What is expected: Say how many lines below have "struct" in them, giving the number alone.

[Data entries]
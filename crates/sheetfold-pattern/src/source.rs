//! Spreadsheet data access.
//!
//! The engine never reads files itself; cell contents and declared roles come
//! from a [`SpreadsheetSource`]. [`InMemorySource`] is a builder-style
//! implementation for tests and embedding.

use std::fmt;

use rustc_hash::FxHashMap;
#[cfg(feature = "serde")]
use serde::{Deserialize, Serialize};
use sheetfold_common::{CellAddress, LiteralValue, parse_a1};

/// Declared optimization-model role of a cell. Only cells sharing a role are
/// compared with each other.
#[cfg_attr(feature = "serde", derive(Serialize, Deserialize))]
#[derive(Debug, Clone, Copy, PartialEq, Eq, Hash, PartialOrd, Ord)]
pub enum ModelRole {
    Parameter,
    Variable,
    Objective,
    Constraint,
    Type,
}

impl fmt::Display for ModelRole {
    fn fmt(&self, f: &mut fmt::Formatter<'_>) -> fmt::Result {
        f.write_str(match self {
            ModelRole::Parameter => "parameter",
            ModelRole::Variable => "variable",
            ModelRole::Objective => "objective",
            ModelRole::Constraint => "constraint",
            ModelRole::Type => "type",
        })
    }
}

pub trait SpreadsheetSource {
    /// Declared role of a cell, `None` when the cell has no recognized role.
    fn role(&self, cell: &CellAddress) -> Option<ModelRole>;

    /// Raw content; formulas are `Text` starting with `=`.
    fn cell_value(&self, sheet: &str, row: u32, col: u32) -> LiteralValue;

    /// Used extent of a sheet as (rows, cols), `None` for an unknown sheet.
    fn dimensions(&self, sheet: &str) -> Option<(u32, u32)>;

    /// Formula text of a cell, if it holds one.
    fn formula(&self, cell: &CellAddress) -> Option<String> {
        self.cell_value(&cell.sheet, cell.row, cell.col)
            .as_formula()
            .map(str::to_string)
    }
}

impl<S: SpreadsheetSource + ?Sized> SpreadsheetSource for &S {
    fn role(&self, cell: &CellAddress) -> Option<ModelRole> {
        (**self).role(cell)
    }

    fn cell_value(&self, sheet: &str, row: u32, col: u32) -> LiteralValue {
        (**self).cell_value(sheet, row, col)
    }

    fn dimensions(&self, sheet: &str) -> Option<(u32, u32)> {
        (**self).dimensions(sheet)
    }
}

type CellKey = (u32, u32); // 1-based (row, col)

#[derive(Default, Clone, Debug)]
struct Sheet {
    cells: FxHashMap<CellKey, LiteralValue>,
}

/// Lightweight in-memory workbook.
///
/// The `*_a1` helpers panic on malformed A1 text; they are meant for literal
/// fixtures.
#[derive(Default, Clone, Debug)]
pub struct InMemorySource {
    sheets: FxHashMap<String, Sheet>,
    roles: FxHashMap<CellAddress, ModelRole>,
    default_formula_role: Option<ModelRole>,
}

impl InMemorySource {
    pub fn new() -> Self {
        Self::default()
    }

    pub fn with_value<S: Into<String>>(
        mut self,
        sheet: S,
        row: u32,
        col: u32,
        value: impl Into<LiteralValue>,
    ) -> Self {
        let sh = self.sheets.entry(sheet.into()).or_default();
        sh.cells.insert((row, col), value.into());
        self
    }

    pub fn with_formula<S: Into<String>>(self, sheet: S, row: u32, col: u32, formula: &str) -> Self {
        let text = if formula.starts_with('=') {
            formula.to_string()
        } else {
            format!("={formula}")
        };
        self.with_value(sheet, row, col, LiteralValue::Text(text))
    }

    pub fn with_role<S: Into<String>>(mut self, sheet: S, row: u32, col: u32, role: ModelRole) -> Self {
        self.roles.insert(CellAddress::new(sheet, row, col), role);
        self
    }

    /// Role reported for formula cells that have no explicit role.
    pub fn with_default_formula_role(mut self, role: ModelRole) -> Self {
        self.default_formula_role = Some(role);
        self
    }

    pub fn with_value_a1<S: Into<String>>(
        self,
        sheet: S,
        a1: &str,
        value: impl Into<LiteralValue>,
    ) -> Self {
        let (row, col) = a1_key(a1);
        self.with_value(sheet, row, col, value)
    }

    pub fn with_formula_a1<S: Into<String>>(self, sheet: S, a1: &str, formula: &str) -> Self {
        let (row, col) = a1_key(a1);
        self.with_formula(sheet, row, col, formula)
    }

    pub fn with_role_a1<S: Into<String>>(self, sheet: S, a1: &str, role: ModelRole) -> Self {
        let (row, col) = a1_key(a1);
        self.with_role(sheet, row, col, role)
    }

    /// Insert a block of values with its top-left corner at (row, col).
    pub fn with_range<S: Into<String>>(
        mut self,
        sheet: S,
        row: u32,
        col: u32,
        data: Vec<Vec<LiteralValue>>,
    ) -> Self {
        let sh = self.sheets.entry(sheet.into()).or_default();
        for (r_off, r) in data.into_iter().enumerate() {
            for (c_off, v) in r.into_iter().enumerate() {
                sh.cells.insert((row + r_off as u32, col + c_off as u32), v);
            }
        }
        self
    }

    pub fn sheet_names(&self) -> Vec<String> {
        let mut names: Vec<String> = self.sheets.keys().cloned().collect();
        names.sort();
        names
    }
}

fn a1_key(a1: &str) -> CellKey {
    match parse_a1(a1) {
        Ok(parts) => (parts.row, parts.col),
        Err(err) => panic!("bad A1 reference {a1:?}: {err}"),
    }
}

impl SpreadsheetSource for InMemorySource {
    fn role(&self, cell: &CellAddress) -> Option<ModelRole> {
        if let Some(role) = self.roles.get(cell) {
            return Some(*role);
        }
        self.default_formula_role
            .filter(|_| self.cell_value(&cell.sheet, cell.row, cell.col).is_formula())
    }

    fn cell_value(&self, sheet: &str, row: u32, col: u32) -> LiteralValue {
        self.sheets
            .get(sheet)
            .and_then(|sh| sh.cells.get(&(row, col)).cloned())
            .unwrap_or(LiteralValue::Empty)
    }

    fn dimensions(&self, sheet: &str) -> Option<(u32, u32)> {
        let sh = self.sheets.get(sheet)?;
        let rows = sh.cells.keys().map(|(r, _)| *r).max().unwrap_or(0);
        let cols = sh.cells.keys().map(|(_, c)| *c).max().unwrap_or(0);
        Some((rows, cols))
    }
}
//! Sheet scanner: walks cells line by line and groups consecutive drag copies
//! of the same formula into clusters.

use sheetfold_common::{CellAddress, CellReference};
use sheetfold_parse::{ParseTree, parse};

use crate::cluster::{Cluster, ClusterRegistry};
use crate::compat::{CheckContext, Compatibility, check_trees};
use crate::config::{ScanConfig, ScanOrder};
use crate::error::Result;
use crate::source::{ModelRole, SpreadsheetSource};
use crate::variability::{VariabilityTree, extract_variability};

/// Outcome of scanning one or more sheets.
///
/// Every visited cell is counted exactly once: in a cluster, as a discarded
/// singleton origin, or as skipped.
#[derive(Debug, Clone, Default, PartialEq, Eq)]
pub struct ScanReport {
    pub registry: ClusterRegistry,
    /// Origins that found no compatible follower, including typed cells that
    /// hold a literal instead of a formula.
    pub discarded: Vec<CellAddress>,
    /// Empty, role-less or unparsable cells.
    pub skipped: Vec<CellAddress>,
    pub visited: usize,
}

impl ScanReport {
    /// Cells accounted for by clusters, discards and skips.
    pub fn accounted(&self) -> usize {
        self.registry.cell_count() + self.discarded.len() + self.skipped.len()
    }

    pub fn merge(&mut self, other: ScanReport) {
        self.registry.merge(other.registry);
        self.discarded.extend(other.discarded);
        self.skipped.extend(other.skipped);
        self.visited += other.visited;
    }
}

struct Run {
    origin: CellAddress,
    role: ModelRole,
    tree: ParseTree,
    members: Vec<CellAddress>,
    pattern: Option<(VariabilityTree, Vec<CellReference>)>,
}

enum ScanState {
    NoOrigin,
    HasOrigin(Run),
}

pub struct Scanner<'s, S: SpreadsheetSource + ?Sized> {
    source: &'s S,
    config: ScanConfig,
}

impl<'s, S: SpreadsheetSource + ?Sized> Scanner<'s, S> {
    pub fn new(source: &'s S, config: ScanConfig) -> Result<Self> {
        config.validate()?;
        Ok(Scanner { source, config })
    }

    pub fn config(&self) -> &ScanConfig {
        &self.config
    }

    pub fn scan_sheet(&self, sheet: &str) -> ScanReport {
        #[cfg(feature = "tracing")]
        let _span = tracing::info_span!("scan_sheet", sheet, order = %self.config.order).entered();

        let mut report = ScanReport::default();
        let Some((rows, cols)) = self.config.bounds.or_else(|| self.source.dimensions(sheet))
        else {
            return report;
        };

        let (first_outer, last_outer, first_inner, last_inner) = match self.config.order {
            ScanOrder::ColumnMajor => (self.config.first_col, cols, self.config.first_row, rows),
            ScanOrder::RowMajor => (self.config.first_row, rows, self.config.first_col, cols),
        };

        for outer in first_outer..=last_outer {
            let mut state = ScanState::NoOrigin;
            for inner in first_inner..=last_inner {
                let cell = match self.config.order {
                    ScanOrder::ColumnMajor => CellAddress::new(sheet, inner, outer),
                    ScanOrder::RowMajor => CellAddress::new(sheet, outer, inner),
                };
                report.visited += 1;
                state = self.step(state, cell, &mut report);
            }
            flush(state, &mut report);
        }

        report
    }

    /// Scan several sheets independently and merge the results.
    pub fn scan_workbook<I, T>(&self, sheets: I) -> ScanReport
    where
        I: IntoIterator<Item = T>,
        T: AsRef<str>,
    {
        let mut report = ScanReport::default();
        for sheet in sheets {
            report.merge(self.scan_sheet(sheet.as_ref()));
        }
        report
    }

    fn step(&self, state: ScanState, cell: CellAddress, report: &mut ScanReport) -> ScanState {
        let Some(role) = self.source.role(&cell) else {
            flush(state, report);
            report.skipped.push(cell);
            return ScanState::NoOrigin;
        };
        // A typed literal opens a run that no formula can join.
        let Some(text) = self.source.formula(&cell) else {
            flush(state, report);
            report.discarded.push(cell);
            return ScanState::NoOrigin;
        };

        let tree = match parse(&text) {
            Ok(tree) => tree,
            Err(_err) => {
                #[cfg(feature = "tracing")]
                tracing::warn!(cell = %cell, error = %_err, "formula does not parse; treated as boundary");
                flush(state, report);
                report.skipped.push(cell);
                return ScanState::NoOrigin;
            }
        };

        let mut run = match state {
            ScanState::NoOrigin => return start(cell, role, tree),
            ScanState::HasOrigin(run) if run.role != role => {
                flush(ScanState::HasOrigin(run), report);
                return start(cell, role, tree);
            }
            ScanState::HasOrigin(run) => run,
        };

        match check_trees(&run.tree, &tree, &CheckContext::new(&run.origin, &cell)) {
            Compatibility::Incompatible(_) => {
                flush(ScanState::HasOrigin(run), report);
                start(cell, role, tree)
            }
            Compatibility::Compatible(bindings) => {
                run.members.push(cell);
                run.pattern = Some(extract_variability(&bindings));
                ScanState::HasOrigin(run)
            }
        }
    }
}

fn start(origin: CellAddress, role: ModelRole, tree: ParseTree) -> ScanState {
    ScanState::HasOrigin(Run {
        origin,
        role,
        tree,
        members: Vec::new(),
        pattern: None,
    })
}

fn flush(state: ScanState, report: &mut ScanReport) {
    let ScanState::HasOrigin(run) = state else {
        return;
    };
    match run.pattern {
        Some((pattern, references)) if !run.members.is_empty() => {
            #[cfg(feature = "tracing")]
            tracing::debug!(origin = %run.origin, cells = run.members.len() + 1, "cluster registered");
            report.registry.insert(Cluster {
                origin: run.origin,
                members: run.members,
                role: run.role,
                pattern,
                references,
            });
        }
        _ => {
            #[cfg(feature = "tracing")]
            tracing::trace!(origin = %run.origin, "singleton discarded");
            report.discarded.push(run.origin);
        }
    }
}

/// Scan one sheet with the default configuration.
pub fn scan_sheet<S: SpreadsheetSource + ?Sized>(source: &S, sheet: &str) -> ScanReport {
    Scanner {
        source,
        config: ScanConfig::default(),
    }
    .scan_sheet(sheet)
}

/// Scan several sheets with the default configuration.
pub fn scan_workbook<S, I, T>(source: &S, sheets: I) -> ScanReport
where
    S: SpreadsheetSource + ?Sized,
    I: IntoIterator<Item = T>,
    T: AsRef<str>,
{
    Scanner {
        source,
        config: ScanConfig::default(),
    }
    .scan_workbook(sheets)
}

#[cfg(test)]
mod tests {
    use super::*;
    use crate::source::InMemorySource;
    use sheetfold_common::LiteralValue;

    #[test]
    fn column_of_copies_forms_one_cluster() {
        let src = InMemorySource::new()
            .with_formula_a1("S", "B1", "=A1*2")
            .with_formula_a1("S", "B2", "=A2*2")
            .with_formula_a1("S", "B3", "=A3*2")
            .with_default_formula_role(ModelRole::Parameter);
        let report = scan_sheet(&src, "S");
        assert_eq!(report.registry.len(), 1);
        let cluster = report.registry.iter().next().unwrap();
        assert_eq!(cluster.origin.a1(), "B1");
        assert_eq!(cluster.cell_count(), 3);
        assert_eq!(report.visited, report.accounted());
    }

    #[test]
    fn unknown_sheet_yields_empty_report() {
        let report = scan_sheet(&InMemorySource::new(), "Nope");
        assert_eq!(report, ScanReport::default());
    }

    #[test]
    fn invalid_config_is_rejected() {
        let src = InMemorySource::new();
        assert!(Scanner::new(&src, ScanConfig::default().with_first_col(0)).is_err());
    }

    #[test]
    fn typed_literal_is_a_discarded_origin() {
        let src = InMemorySource::new()
            .with_formula_a1("S", "B1", "=A1*2")
            .with_formula_a1("S", "B2", "=A2*2")
            .with_value_a1("S", "B3", LiteralValue::Number(7.0))
            .with_role_a1("S", "B3", ModelRole::Parameter)
            .with_formula_a1("S", "B4", "=A4*2")
            .with_formula_a1("S", "B5", "=A5*2")
            .with_default_formula_role(ModelRole::Parameter);
        let report = scan_sheet(&src, "S");
        let origins: Vec<String> = report.registry.iter().map(|c| c.origin.a1()).collect();
        assert_eq!(origins, vec!["B1", "B4"]);
        assert_eq!(report.discarded, vec![CellAddress::new("S", 3, 2)]);
        assert_eq!(report.visited, report.accounted());
    }
}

Completed task: 5